== THE RECORDS
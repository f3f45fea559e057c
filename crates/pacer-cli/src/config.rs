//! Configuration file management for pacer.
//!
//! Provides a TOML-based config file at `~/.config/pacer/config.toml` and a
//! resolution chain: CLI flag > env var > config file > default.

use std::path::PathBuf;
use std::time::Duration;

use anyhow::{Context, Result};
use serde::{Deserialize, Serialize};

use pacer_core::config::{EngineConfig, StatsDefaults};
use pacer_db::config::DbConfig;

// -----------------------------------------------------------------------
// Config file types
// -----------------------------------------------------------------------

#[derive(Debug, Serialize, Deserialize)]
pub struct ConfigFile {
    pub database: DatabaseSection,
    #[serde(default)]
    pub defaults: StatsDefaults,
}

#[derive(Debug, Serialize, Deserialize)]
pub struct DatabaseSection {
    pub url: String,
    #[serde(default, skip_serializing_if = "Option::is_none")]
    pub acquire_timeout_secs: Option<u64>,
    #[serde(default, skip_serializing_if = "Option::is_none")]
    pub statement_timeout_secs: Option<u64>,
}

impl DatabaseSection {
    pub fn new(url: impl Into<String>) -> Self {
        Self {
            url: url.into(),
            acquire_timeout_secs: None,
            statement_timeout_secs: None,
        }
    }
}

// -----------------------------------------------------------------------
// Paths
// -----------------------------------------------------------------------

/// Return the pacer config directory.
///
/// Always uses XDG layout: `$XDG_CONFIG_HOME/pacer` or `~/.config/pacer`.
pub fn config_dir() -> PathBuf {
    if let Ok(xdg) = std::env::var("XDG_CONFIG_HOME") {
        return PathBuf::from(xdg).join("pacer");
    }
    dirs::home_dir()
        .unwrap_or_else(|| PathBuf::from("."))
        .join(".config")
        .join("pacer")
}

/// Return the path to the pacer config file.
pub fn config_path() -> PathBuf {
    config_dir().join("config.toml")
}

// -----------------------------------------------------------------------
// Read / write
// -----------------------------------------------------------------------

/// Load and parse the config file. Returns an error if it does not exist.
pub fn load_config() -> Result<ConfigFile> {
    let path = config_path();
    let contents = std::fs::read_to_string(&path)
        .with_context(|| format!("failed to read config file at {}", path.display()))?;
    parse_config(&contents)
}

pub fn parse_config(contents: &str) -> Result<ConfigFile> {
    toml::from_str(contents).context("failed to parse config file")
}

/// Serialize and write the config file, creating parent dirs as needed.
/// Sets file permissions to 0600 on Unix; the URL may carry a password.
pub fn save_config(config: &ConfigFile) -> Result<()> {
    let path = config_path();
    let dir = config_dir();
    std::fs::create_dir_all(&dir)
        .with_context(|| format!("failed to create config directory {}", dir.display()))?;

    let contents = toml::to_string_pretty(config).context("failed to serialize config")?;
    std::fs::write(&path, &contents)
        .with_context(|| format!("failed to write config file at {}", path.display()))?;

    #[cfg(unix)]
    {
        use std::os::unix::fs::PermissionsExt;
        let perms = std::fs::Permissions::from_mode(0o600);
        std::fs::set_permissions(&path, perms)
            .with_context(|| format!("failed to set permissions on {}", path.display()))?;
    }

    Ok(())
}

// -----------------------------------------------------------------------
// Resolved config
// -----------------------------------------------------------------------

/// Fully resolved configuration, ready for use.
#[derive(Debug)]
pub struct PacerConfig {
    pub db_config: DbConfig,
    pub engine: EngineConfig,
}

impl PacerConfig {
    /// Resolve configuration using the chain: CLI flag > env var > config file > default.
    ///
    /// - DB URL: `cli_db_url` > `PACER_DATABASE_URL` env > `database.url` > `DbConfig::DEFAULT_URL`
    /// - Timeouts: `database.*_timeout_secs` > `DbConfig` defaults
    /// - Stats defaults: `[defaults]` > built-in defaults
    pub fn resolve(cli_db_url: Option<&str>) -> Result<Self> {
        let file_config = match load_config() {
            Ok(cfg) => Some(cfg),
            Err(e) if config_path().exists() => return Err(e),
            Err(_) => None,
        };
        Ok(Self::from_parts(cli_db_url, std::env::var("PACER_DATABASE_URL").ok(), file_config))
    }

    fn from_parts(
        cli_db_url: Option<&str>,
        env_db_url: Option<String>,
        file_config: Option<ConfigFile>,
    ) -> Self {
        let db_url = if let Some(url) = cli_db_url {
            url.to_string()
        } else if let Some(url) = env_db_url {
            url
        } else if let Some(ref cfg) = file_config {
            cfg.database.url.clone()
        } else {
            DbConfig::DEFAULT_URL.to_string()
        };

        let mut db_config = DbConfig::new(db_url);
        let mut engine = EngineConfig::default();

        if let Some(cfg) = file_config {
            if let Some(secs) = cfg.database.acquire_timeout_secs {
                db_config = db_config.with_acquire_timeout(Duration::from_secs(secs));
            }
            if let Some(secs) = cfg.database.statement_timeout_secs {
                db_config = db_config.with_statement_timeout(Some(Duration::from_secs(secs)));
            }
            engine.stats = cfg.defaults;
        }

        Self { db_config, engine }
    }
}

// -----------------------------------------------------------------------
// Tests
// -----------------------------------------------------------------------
====
• _EXERCISE_: Take the entries above and return only the lines from the one with "pub fn parse_config(contents: &str)" to the one with "std::fs::create_dir_all(&dir)", both included, unchanged.

• _YOUR SOLUTION_:
pub fn parse_config(contents: &str) -> Result<ConfigFile> {
    toml::from_str(contents).context("failed to parse config file")
}

/// Serialize and write the config file, creating parent dirs as needed.
/// Sets file permissions to 0600 on Unix; the URL may carry a password.
pub fn save_config(config: &ConfigFile) -> Result<()> {
    let path = config_path();
    let dir = config_dir();
    std::fs::create_dir_all(&dir)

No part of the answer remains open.